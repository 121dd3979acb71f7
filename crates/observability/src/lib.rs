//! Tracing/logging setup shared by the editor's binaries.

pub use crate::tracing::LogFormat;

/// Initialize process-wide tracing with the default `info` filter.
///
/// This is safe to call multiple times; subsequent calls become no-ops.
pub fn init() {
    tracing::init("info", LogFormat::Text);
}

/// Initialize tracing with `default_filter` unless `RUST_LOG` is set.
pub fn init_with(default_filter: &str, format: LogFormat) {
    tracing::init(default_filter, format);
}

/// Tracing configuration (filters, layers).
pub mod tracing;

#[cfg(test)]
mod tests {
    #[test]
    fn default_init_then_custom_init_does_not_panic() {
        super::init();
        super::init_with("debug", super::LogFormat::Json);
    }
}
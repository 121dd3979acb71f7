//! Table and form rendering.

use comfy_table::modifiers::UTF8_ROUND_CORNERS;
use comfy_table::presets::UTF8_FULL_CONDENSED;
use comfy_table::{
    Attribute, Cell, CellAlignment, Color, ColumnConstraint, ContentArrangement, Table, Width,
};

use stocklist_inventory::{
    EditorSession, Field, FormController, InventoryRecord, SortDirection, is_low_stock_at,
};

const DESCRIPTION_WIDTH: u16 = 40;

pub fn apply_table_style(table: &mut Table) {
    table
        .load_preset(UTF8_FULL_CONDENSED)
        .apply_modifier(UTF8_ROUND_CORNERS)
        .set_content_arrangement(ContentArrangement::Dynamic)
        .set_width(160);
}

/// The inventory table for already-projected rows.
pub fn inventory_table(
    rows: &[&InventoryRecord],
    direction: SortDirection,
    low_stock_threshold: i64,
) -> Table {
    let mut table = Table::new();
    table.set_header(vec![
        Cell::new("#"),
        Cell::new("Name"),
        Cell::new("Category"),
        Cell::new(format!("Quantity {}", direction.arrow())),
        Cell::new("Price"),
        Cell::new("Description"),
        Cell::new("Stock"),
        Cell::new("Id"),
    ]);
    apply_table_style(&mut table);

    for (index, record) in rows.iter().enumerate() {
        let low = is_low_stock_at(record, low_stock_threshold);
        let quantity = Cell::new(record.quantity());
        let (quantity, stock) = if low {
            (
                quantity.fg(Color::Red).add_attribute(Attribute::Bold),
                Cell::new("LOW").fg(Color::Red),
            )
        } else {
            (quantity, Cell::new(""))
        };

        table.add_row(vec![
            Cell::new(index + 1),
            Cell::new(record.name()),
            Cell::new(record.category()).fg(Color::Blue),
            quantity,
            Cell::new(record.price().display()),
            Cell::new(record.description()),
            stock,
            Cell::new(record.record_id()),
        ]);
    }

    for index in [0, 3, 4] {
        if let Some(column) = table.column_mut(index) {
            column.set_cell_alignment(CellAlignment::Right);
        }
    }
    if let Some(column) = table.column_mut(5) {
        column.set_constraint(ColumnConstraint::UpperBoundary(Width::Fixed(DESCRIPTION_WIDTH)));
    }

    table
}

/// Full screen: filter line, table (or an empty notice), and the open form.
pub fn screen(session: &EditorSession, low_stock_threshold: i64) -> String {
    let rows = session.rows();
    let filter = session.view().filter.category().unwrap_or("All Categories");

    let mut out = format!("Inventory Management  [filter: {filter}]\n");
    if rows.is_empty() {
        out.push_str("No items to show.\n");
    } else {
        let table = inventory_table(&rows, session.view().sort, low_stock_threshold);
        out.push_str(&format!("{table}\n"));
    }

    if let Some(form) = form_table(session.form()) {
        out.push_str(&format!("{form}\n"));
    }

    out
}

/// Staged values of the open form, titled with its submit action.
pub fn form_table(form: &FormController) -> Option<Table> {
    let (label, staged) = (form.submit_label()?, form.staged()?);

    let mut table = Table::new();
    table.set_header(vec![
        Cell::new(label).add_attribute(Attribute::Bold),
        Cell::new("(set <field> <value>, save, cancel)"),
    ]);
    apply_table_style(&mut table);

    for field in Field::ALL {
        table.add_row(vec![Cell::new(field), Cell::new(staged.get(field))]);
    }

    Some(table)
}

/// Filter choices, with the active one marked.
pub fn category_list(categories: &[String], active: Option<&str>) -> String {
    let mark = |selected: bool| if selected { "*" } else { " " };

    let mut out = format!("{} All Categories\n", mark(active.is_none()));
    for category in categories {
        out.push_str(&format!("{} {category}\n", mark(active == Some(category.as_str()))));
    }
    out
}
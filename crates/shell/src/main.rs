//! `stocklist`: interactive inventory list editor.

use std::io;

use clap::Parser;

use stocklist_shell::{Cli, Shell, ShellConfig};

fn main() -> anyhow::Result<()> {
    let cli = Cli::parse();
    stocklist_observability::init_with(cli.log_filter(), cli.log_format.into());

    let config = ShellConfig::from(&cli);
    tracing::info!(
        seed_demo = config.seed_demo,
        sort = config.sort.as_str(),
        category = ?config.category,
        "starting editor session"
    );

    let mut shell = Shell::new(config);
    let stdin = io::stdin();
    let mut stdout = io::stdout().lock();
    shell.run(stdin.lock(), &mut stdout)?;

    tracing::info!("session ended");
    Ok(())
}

### Problem requirements
Copy each line in the listing where "open" appears.

### Exercise output
/// Full screen: filter line, table (or an empty notice), and the open form.
/// Staged values of the open form, titled with its submit action.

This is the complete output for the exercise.